** Data records follows **

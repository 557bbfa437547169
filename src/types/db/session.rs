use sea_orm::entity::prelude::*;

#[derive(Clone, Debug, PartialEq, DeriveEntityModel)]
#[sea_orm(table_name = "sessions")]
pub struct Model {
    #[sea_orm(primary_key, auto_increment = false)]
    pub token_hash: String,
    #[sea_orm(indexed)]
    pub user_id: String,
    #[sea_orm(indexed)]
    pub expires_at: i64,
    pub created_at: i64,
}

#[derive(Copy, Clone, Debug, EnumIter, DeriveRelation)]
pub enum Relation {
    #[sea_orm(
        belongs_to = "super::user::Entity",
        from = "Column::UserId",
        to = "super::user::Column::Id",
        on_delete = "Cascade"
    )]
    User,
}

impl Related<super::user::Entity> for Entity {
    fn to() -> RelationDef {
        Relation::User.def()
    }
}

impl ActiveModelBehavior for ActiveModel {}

** End of Data records **
** Data records follows **

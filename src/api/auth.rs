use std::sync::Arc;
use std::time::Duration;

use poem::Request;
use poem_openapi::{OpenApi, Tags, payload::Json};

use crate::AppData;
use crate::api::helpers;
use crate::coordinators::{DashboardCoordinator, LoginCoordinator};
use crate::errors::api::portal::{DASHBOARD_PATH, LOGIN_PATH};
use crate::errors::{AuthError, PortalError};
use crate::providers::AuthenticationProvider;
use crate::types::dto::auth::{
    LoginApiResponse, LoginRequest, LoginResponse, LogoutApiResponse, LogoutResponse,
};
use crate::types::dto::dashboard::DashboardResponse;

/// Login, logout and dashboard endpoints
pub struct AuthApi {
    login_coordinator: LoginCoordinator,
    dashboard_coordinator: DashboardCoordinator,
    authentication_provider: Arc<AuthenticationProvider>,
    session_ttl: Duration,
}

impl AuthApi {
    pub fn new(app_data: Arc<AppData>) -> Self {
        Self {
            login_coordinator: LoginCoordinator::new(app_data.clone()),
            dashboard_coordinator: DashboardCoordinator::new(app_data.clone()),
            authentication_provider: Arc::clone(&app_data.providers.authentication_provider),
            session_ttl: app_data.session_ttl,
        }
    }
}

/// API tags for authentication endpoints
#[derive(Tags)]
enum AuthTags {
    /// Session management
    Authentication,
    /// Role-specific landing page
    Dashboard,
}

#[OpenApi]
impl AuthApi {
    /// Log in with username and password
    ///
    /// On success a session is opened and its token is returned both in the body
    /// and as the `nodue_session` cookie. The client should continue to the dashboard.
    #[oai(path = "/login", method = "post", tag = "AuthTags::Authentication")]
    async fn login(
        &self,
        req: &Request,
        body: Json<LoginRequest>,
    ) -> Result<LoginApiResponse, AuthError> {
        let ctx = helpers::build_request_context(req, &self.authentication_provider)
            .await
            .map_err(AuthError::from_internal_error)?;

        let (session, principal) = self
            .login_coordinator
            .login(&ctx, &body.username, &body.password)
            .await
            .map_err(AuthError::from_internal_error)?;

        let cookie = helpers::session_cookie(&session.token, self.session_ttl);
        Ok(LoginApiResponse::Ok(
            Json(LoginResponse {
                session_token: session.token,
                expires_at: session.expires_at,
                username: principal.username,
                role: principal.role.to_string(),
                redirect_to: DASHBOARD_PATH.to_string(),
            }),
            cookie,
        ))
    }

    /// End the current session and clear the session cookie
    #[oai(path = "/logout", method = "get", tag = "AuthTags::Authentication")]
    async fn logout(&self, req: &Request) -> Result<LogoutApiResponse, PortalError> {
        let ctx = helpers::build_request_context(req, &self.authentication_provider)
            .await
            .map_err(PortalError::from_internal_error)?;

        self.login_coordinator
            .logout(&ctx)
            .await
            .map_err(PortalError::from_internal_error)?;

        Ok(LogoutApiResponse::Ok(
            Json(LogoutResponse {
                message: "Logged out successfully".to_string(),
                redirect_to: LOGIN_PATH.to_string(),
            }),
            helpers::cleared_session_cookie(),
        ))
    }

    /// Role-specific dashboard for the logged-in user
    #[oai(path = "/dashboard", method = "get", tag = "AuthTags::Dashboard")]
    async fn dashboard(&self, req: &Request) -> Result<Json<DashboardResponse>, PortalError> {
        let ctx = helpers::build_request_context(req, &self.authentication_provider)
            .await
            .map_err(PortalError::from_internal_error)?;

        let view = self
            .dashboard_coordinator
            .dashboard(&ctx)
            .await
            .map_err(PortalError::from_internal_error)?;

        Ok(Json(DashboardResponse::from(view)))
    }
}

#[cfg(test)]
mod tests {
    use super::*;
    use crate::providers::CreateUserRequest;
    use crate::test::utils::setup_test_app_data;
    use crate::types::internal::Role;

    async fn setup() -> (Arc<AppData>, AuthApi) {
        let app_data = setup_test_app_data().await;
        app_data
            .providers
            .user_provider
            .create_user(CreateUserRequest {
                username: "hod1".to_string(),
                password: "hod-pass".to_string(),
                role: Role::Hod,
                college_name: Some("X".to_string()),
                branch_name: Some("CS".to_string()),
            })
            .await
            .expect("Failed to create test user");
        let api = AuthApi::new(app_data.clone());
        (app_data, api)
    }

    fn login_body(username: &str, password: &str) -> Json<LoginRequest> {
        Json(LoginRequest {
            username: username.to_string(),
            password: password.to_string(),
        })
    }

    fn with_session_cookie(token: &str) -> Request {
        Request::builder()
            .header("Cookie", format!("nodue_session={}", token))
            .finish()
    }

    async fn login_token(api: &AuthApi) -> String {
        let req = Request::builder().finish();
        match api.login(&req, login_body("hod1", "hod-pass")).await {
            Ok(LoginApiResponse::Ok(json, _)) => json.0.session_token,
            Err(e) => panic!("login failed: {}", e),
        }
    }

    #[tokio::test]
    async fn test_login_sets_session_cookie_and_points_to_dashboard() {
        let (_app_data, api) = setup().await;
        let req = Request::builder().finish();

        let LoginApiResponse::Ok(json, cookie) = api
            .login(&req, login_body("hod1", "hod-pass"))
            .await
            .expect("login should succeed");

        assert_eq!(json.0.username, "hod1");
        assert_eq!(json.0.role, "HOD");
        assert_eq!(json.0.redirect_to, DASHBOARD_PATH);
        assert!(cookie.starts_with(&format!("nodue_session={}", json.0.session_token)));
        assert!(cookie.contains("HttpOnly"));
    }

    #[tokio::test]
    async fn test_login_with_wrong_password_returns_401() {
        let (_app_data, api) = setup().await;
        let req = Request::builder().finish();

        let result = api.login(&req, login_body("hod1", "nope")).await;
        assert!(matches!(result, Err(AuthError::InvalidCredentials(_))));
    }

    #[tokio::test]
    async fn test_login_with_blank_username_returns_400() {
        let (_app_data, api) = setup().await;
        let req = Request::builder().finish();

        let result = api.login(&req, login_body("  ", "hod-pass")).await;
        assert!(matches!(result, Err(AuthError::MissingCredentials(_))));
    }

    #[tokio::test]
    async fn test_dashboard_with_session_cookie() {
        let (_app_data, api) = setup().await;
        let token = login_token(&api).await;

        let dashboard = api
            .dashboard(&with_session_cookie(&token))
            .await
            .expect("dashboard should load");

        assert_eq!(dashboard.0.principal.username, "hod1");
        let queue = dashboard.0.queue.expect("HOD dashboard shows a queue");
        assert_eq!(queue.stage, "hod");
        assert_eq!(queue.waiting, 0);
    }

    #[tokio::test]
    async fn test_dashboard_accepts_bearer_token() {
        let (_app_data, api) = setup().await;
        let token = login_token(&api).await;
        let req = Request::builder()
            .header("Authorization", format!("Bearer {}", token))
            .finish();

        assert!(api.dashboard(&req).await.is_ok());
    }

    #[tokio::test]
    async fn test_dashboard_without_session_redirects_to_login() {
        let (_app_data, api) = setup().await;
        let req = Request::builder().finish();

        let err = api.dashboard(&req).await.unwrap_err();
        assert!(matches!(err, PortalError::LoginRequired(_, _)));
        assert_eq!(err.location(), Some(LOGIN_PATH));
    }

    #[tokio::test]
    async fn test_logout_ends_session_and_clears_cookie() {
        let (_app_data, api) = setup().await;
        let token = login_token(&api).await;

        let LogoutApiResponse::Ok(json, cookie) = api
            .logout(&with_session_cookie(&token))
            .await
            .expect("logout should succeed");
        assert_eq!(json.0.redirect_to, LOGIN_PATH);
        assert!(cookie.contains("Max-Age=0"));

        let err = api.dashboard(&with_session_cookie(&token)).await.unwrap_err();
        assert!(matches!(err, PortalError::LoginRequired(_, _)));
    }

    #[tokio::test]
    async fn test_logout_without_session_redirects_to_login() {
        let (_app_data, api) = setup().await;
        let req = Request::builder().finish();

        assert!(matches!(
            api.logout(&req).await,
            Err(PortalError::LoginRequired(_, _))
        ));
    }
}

** End of Data records **

* Directions for this task
For the entries above, please state how many lines contain the string "Debug"; give the number and nothing else.

* Result for this task
2